The result of std::bind (or also boost::bind) is a so-called "bind expression", which has an unknowable type determined by the implementation. This type is a Callable, and it is convertible to an instance of std::function (or boost::function).
Internally, function (may) use type erasure to handle various complex, stateful "callable objects". This entails a dynamic allocation and a virtual dispatch in some (though not necessarily all) cases. Both bind and function are stateful, since they store the bound arguments.
The upshot is that you should avoid converting a bind expression to a function object if possible. The bind expression itself may be cheaper, and you should not be afraid of using bind (for example when binding member function pointers to instances and arguments). Use bind freely, but conversion to function only if you truly need to manage a heterogeneous collection of callable entities.
Here are two typical examples:
Bad; avoid this:
std::function<int(bool, char)> f = std::bind(&Foo::bar, x, 12);
void do_something(std::function<int()> func, int & acc)
{
acc += func();
}
Better; prefer this:
auto f = std::bind(&Foo::bar, x, 12); // unknowable type, but perfectly fine
template <typename F>
void do_something(F && func, int & acc) // can deduce unknowable types
{
acc += func();
}
回答2:
boost::bind and std::bind will copy their arguments so that the returned object contains a copy of each argument, including the function object. If those arguments are expensive to copy then it will be expensive to pass them to std::bind.
You can think about it similarly to creating a tuple of all the arguments, e.g.

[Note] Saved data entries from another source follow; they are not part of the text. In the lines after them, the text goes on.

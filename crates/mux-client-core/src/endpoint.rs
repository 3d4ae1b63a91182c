//! QUIC client endpoint.
//!
//! `QuicConnector` wraps a quinn client endpoint and implements
//! [`Connector`]: each `connect` spawns a driver task that resolves the
//! authority, performs the handshake and then reports how the connection
//! ended.

use std::net::SocketAddr;
use std::sync::Arc;
use std::time::Duration;

use mux_proto::error::code;
use tokio::sync::mpsc;
use tracing::{debug, info, warn};

use crate::authority::Authority;
use crate::connection::QuicSession;
use crate::error::{ClientError, Result};
use crate::event::{SessionEvent, SessionEvents};
use crate::transport::{Connector, TransportError};

/// Port used when an authority does not name one.
const DEFAULT_PORT: u16 = 443;

/// Options for the client endpoint.
#[derive(Debug, Clone)]
pub struct ConnectorConfig {
    /// Local address to bind the UDP socket to.
    pub bind_addr: SocketAddr,
    /// Close a connection after this long without activity.
    pub idle_timeout: Option<Duration>,
    /// Send keep-alive packets at this interval.
    pub keep_alive: Option<Duration>,
    /// Overrides the TLS server name derived from the authority host.
    pub server_name: Option<String>,
}

impl Default for ConnectorConfig {
    fn default() -> Self {
        Self {
            bind_addr: SocketAddr::from(([0, 0, 0, 0], 0)),
            idle_timeout: Some(Duration::from_secs(30)),
            keep_alive: None,
            server_name: None,
        }
    }
}

impl ConnectorConfig {
    pub fn with_bind_addr(mut self, addr: SocketAddr) -> Self {
        self.bind_addr = addr;
        self
    }

    pub fn with_idle_timeout(mut self, timeout: Option<Duration>) -> Self {
        self.idle_timeout = timeout;
        self
    }

    pub fn with_keep_alive(mut self, interval: Option<Duration>) -> Self {
        self.keep_alive = interval;
        self
    }

    pub fn with_server_name(mut self, name: impl Into<String>) -> Self {
        self.server_name = Some(name.into());
        self
    }
}

/// A QUIC client endpoint that opens one connection per session.
pub struct QuicConnector {
    endpoint: quinn::Endpoint,
    server_name: Option<String>,
}

impl QuicConnector {
    /// Create a client endpoint bound to `config.bind_addr`.
    ///
    /// Must be called from within a Tokio runtime.
    pub fn new(tls: rustls::ClientConfig, config: ConnectorConfig) -> Result<Self> {
        let quic_client_config = quinn::crypto::rustls::QuicClientConfig::try_from(tls)
            .map_err(|e| ClientError::TlsConfig(format!("rustls→quinn: {e}")))?;

        let mut transport = quinn::TransportConfig::default();
        let idle_timeout = config
            .idle_timeout
            .map(quinn::IdleTimeout::try_from)
            .transpose()
            .map_err(|e| ClientError::Endpoint(format!("idle timeout: {e}")))?;
        transport.max_idle_timeout(idle_timeout);
        transport.keep_alive_interval(config.keep_alive);

        let mut client_config = quinn::ClientConfig::new(Arc::new(quic_client_config));
        client_config.transport_config(Arc::new(transport));

        let mut endpoint = quinn::Endpoint::client(config.bind_addr)
            .map_err(|e| ClientError::Endpoint(e.to_string()))?;
        endpoint.set_default_client_config(client_config);

        info!(bind = %config.bind_addr, "client endpoint created");

        Ok(Self {
            endpoint,
            server_name: config.server_name,
        })
    }

    /// Returns the local address this endpoint is bound to.
    pub fn local_addr(&self) -> Result<SocketAddr> {
        self.endpoint
            .local_addr()
            .map_err(|e| ClientError::Endpoint(e.to_string()))
    }

    /// Close every connection on this endpoint.
    pub fn close(&self) {
        self.endpoint.close(code::NO_ERROR.into(), b"shutdown");
    }
}

impl Connector for QuicConnector {
    type Session = QuicSession;

    fn connect(&self, authority: &Authority) -> (QuicSession, SessionEvents) {
        let (tx, rx) = mpsc::unbounded_channel();
        let session = QuicSession::connecting(authority.clone());

        tokio::spawn(drive_connection(
            self.endpoint.clone(),
            self.server_name.clone(),
            authority.clone(),
            session.clone(),
            tx,
        ));

        (session, rx)
    }
}

/// Establish the connection, then wait for it to end.
async fn drive_connection(
    endpoint: quinn::Endpoint,
    server_name: Option<String>,
    authority: Authority,
    session: QuicSession,
    events: mpsc::UnboundedSender<SessionEvent>,
) {
    let established = tokio::select! {
        result = establish(&endpoint, server_name.as_deref(), &authority) => result,
        () = session.destroyed() => {
            debug!(%authority, "connect aborted");
            let _ = events.send(SessionEvent::Closed);
            return;
        }
    };

    let connection = match established {
        Ok(connection) => connection,
        Err(err) => {
            warn!(%authority, error = %err, "connect failed");
            session.mark_closed();
            let _ = events.send(SessionEvent::Errored(err));
            return;
        }
    };

    if !session.attach(connection.clone()) {
        connection.close(code::NO_ERROR.into(), b"destroyed");
        let _ = events.send(SessionEvent::Closed);
        return;
    }

    info!(%authority, remote = %connection.remote_address(), "connected");
    let _ = events.send(SessionEvent::Connected);

    let reason = connection.closed().await;
    debug!(%authority, %reason, "connection ended");
    let _ = events.send(close_event(reason));
}

async fn establish(
    endpoint: &quinn::Endpoint,
    server_name: Option<&str>,
    authority: &Authority,
) -> std::result::Result<quinn::Connection, TransportError> {
    let (host, port) = split_authority(authority.as_str())
        .ok_or_else(|| TransportError::Resolve(authority.to_string()))?;

    let prefer_v6 = endpoint
        .local_addr()
        .map(|addr| addr.is_ipv6())
        .unwrap_or(false);
    let addr = resolve(host, port, prefer_v6).await?;

    debug!(%authority, %addr, "connecting");
    let connecting = endpoint
        .connect(addr, server_name.unwrap_or(host))
        .map_err(|e| TransportError::Connect(e.to_string()))?;

    connecting
        .await
        .map_err(|e| TransportError::Connect(e.to_string()))
}

async fn resolve(
    host: &str,
    port: u16,
    prefer_v6: bool,
) -> std::result::Result<SocketAddr, TransportError> {
    let addrs: Vec<SocketAddr> = tokio::net::lookup_host((host, port))
        .await
        .map_err(|e| TransportError::Resolve(format!("{host}: {e}")))?
        .collect();

    addrs
        .iter()
        .find(|addr| addr.is_ipv6() == prefer_v6)
        .or_else(|| addrs.first())
        .copied()
        .ok_or_else(|| TransportError::Resolve(format!("{host}: no addresses")))
}

/// Split `[scheme://]host[:port][/path]` into host and port.
///
/// IPv6 literals must be bracketed; the brackets are stripped.
fn split_authority(authority: &str) -> Option<(&str, u16)> {
    let rest = authority
        .split_once("://")
        .map_or(authority, |(_, rest)| rest);
    let rest = rest.split('/').next().unwrap_or(rest);

    if let Some(bracketed) = rest.strip_prefix('[') {
        let (host, tail) = bracketed.split_once(']')?;
        let port = match tail.strip_prefix(':') {
            Some(port) => port.parse().ok()?,
            None if tail.is_empty() => DEFAULT_PORT,
            None => return None,
        };
        return (!host.is_empty()).then_some((host, port));
    }

    let (host, port) = match rest.rsplit_once(':') {
        Some((host, port)) => (host, port.parse().ok()?),
        None => (rest, DEFAULT_PORT),
    };
    (!host.is_empty()).then_some((host, port))
}

/// Map how a connection ended onto a session event.
fn close_event(reason: quinn::ConnectionError) -> SessionEvent {
    use quinn::ConnectionError as E;

    match reason {
        E::ApplicationClosed(close) => SessionEvent::GoAway {
            code: close.error_code.into_inner(),
        },
        E::TimedOut => SessionEvent::TimedOut,
        E::LocallyClosed | E::Reset => SessionEvent::Closed,
        other => SessionEvent::Errored(TransportError::Connection(other.to_string())),
    }
}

auto b = std::bind(func, arg1, arg2, arg3);
should be about equivalent in performance to:
auto b = std::make_tuple(func, arg1, arg2, arg3);
If you don't want the arguments to be copied, use the ref utility to pass them in a reference_wrapper which is a very lightweight type that stores a pointer to the object:
auto b = std::bind(func, std::ref(arg1), arg2, arg3);
When calling the bound function, each of the bound arguments will be passed to the bound function, as lvalues (i.e. no perfect forwarding):
b(); // equiv to std::get<0>(b)(std::get<1>(b), std::get<2>(b), std::get<3>(b))
If the function takes its arguments by value, then the bound arguments will be copied into the function arguments. That could be expensive, but it's exactly the same whether you call the function directly or call it inside the result of std::bind ... it's a property of the function being called, not the bind expression.
So the only overhead of using boost::bind is in the initial copying of the bound arguments, which you can control either by moving the arguments in to avoid copying:
auto b = std::bind(func, std::move(arg1), arg2, arg3);
or passing them by reference:
auto b = std::bind(func, std::ref(arg1), arg2, arg3);
The above discussion ignores the features of bind such as placeholders and calling nested bind expressions, but those do not affect performance and everything above still applies.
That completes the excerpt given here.